TASK:
Below are entries to return in full. Keep each one exact.
(DATA begins)
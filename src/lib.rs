pub mod capture;
pub mod config;
pub mod core;
pub mod persistence;
pub mod recognition;
pub mod session;
pub mod stats;
pub mod store;
pub mod tasks;
pub mod translation;

pub use config::AppConfig;
pub use crate::core::{
    ManabiError,
    SessionSettings,
    StudyItem,
    StudySession,
    StudyTable,
    TableType,
};
pub use session::SessionManager;
pub use store::TableStore;
use thiserror::Error;

#[derive(Error, Debug)]
pub enum ManabiError {
    #[error("I/O error: {0}")]
    Io(Box<std::io::Error>),

    #[error("JSON error: {0}")]
    Json(#[from] serde_json::Error),

    #[error("Regex error: {0}")]
    Regex(#[from] regex::Error),

    #[error("Reqwest error: {0}")]
    Reqwest(Box<reqwest::Error>),

    #[error("Gateway returned HTTP {0}")]
    GatewayStatus(u16),

    #[error("API key not configured for {0}")]
    MissingApiKey(&'static str),

    #[error("Table not found: {0}")]
    TableNotFound(uuid::Uuid),

    #[error("Item not found: {0}")]
    ItemNotFound(uuid::Uuid),

    #[error("Required field is empty: {0}")]
    EmptyField(&'static str),

    #[error("Workflow cancelled")]
    Cancelled,

    #[error("ManabiError: {0}")]
    Custom(String),
}

impl From<std::io::Error> for ManabiError {
    fn from(error: std::io::Error) -> Self {
        ManabiError::Io(Box::new(error))
    }
}

impl From<reqwest::Error> for ManabiError {
    fn from(error: reqwest::Error) -> Self {
        ManabiError::Reqwest(Box::new(error))
    }
}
(DATA ends)
RESULT BELOW:
filename src/lib.rs
pub mod capture;
pub mod config;
pub mod core;
pub mod persistence;
pub mod recognition;
pub mod session;
pub mod stats;
pub mod store;
pub mod tasks;
pub mod translation;

pub use config::AppConfig;
pub use crate::core::{
    ManabiError,
    SessionSettings,
    StudyItem,
    StudySession,
    StudyTable,
    TableType,
};
pub use session::SessionManager;
pub use store::TableStore;
use thiserror::Error;

#[derive(Error, Debug)]
pub enum ManabiError {
    #[error("I/O error: {0}")]
    Io(Box<std::io::Error>),

    #[error("JSON error: {0}")]
    Json(#[from] serde_json::Error),

    #[error("Regex error: {0}")]
    Regex(#[from] regex::Error),

    #[error("Reqwest error: {0}")]
    Reqwest(Box<reqwest::Error>),

    #[error("Gateway returned HTTP {0}")]
    GatewayStatus(u16),

    #[error("API key not configured for {0}")]
    MissingApiKey(&'static str),

    #[error("Table not found: {0}")]
    TableNotFound(uuid::Uuid),

    #[error("Item not found: {0}")]
    ItemNotFound(uuid::Uuid),

    #[error("Required field is empty: {0}")]
    EmptyField(&'static str),

    #[error("Workflow cancelled")]
    Cancelled,

    #[error("ManabiError: {0}")]
    Custom(String),
}

impl From<std::io::Error> for ManabiError {
    fn from(error: std::io::Error) -> Self {
        ManabiError::Io(Box::new(error))
    }
}

impl From<reqwest::Error> for ManabiError {
    fn from(error: reqwest::Error) -> Self {
        ManabiError::Reqwest(Box::new(error))
    }
}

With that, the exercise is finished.